Across the data, every line with the word "MockServer" counts once; state the total alone.

Stored items from a collection:
####################

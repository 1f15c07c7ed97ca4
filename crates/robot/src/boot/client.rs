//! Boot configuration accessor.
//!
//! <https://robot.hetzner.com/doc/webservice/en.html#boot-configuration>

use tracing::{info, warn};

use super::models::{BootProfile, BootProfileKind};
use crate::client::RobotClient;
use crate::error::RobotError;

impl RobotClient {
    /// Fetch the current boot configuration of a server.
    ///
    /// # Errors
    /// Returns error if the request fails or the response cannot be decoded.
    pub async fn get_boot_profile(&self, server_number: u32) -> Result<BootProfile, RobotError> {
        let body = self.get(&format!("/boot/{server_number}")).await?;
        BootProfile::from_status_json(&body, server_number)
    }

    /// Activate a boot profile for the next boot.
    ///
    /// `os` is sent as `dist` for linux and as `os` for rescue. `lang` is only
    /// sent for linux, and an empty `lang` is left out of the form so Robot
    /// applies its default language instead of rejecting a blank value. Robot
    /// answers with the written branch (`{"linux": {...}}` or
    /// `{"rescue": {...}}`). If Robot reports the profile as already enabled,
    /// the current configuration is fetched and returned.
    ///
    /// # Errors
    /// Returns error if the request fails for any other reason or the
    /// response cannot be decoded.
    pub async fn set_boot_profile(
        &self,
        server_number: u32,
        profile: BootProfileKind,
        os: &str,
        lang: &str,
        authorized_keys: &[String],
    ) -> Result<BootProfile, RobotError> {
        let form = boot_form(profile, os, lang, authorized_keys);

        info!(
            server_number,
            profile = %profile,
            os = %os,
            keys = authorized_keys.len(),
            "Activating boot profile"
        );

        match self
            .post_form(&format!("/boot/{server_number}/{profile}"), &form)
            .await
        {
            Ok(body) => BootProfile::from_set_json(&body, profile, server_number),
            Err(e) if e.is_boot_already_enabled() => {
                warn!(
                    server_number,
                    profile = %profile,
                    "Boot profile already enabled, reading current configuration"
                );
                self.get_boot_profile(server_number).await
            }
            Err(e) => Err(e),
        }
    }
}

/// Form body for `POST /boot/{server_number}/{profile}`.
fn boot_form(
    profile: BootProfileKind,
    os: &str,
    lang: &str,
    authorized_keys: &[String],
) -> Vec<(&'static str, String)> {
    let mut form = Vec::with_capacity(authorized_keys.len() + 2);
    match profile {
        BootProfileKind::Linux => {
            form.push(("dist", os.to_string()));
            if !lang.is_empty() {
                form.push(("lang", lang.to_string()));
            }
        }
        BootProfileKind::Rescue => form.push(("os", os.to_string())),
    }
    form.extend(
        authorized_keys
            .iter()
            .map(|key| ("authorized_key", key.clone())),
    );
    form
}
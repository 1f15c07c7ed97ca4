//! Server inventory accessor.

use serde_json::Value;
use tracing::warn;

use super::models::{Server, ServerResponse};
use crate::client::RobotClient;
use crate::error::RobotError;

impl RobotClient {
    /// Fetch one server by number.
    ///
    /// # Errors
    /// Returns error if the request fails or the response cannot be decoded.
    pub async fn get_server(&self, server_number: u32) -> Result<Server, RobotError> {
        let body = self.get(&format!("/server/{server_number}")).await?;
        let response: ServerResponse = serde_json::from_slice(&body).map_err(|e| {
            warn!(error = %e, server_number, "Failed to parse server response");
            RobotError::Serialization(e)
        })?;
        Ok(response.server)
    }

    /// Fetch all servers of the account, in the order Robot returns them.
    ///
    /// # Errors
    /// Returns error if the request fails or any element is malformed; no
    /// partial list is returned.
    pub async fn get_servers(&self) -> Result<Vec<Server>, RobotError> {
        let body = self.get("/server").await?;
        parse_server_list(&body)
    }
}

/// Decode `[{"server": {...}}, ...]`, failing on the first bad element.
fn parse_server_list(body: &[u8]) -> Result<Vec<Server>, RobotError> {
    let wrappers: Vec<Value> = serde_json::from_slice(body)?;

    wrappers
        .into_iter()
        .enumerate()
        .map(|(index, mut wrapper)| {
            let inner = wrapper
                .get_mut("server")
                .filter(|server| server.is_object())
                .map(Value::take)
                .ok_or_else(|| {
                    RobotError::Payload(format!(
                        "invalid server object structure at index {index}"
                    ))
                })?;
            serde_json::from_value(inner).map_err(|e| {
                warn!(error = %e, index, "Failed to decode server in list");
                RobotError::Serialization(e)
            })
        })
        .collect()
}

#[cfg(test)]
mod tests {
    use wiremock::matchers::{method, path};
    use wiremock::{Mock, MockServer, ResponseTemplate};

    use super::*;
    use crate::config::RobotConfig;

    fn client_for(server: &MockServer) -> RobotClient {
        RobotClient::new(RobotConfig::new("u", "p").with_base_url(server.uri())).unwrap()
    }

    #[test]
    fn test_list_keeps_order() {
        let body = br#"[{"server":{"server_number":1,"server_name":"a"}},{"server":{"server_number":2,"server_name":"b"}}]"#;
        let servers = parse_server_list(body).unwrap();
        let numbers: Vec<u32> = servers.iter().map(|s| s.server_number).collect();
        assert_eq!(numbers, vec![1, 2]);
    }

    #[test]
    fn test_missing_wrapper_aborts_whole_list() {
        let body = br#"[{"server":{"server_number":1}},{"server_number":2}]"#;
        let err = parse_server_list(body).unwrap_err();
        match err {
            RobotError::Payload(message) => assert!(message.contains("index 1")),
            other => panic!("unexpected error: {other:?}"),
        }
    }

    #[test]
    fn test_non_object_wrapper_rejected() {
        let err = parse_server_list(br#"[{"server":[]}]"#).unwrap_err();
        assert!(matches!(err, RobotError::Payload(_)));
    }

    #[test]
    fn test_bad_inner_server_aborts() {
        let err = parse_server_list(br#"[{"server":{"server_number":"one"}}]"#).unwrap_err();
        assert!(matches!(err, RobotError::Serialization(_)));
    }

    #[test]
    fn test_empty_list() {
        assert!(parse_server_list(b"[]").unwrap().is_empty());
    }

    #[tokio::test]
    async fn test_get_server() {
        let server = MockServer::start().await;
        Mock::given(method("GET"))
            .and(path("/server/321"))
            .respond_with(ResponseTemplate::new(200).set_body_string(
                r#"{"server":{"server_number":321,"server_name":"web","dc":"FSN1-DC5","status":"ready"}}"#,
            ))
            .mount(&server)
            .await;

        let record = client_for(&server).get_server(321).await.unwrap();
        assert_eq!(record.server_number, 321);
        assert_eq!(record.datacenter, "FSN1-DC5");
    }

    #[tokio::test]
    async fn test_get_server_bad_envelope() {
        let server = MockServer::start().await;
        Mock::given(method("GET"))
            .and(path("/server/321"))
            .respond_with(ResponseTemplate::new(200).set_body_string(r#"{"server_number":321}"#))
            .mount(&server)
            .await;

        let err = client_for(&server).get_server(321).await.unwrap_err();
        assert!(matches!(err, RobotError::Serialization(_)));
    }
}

####################

Solution for this problem:
4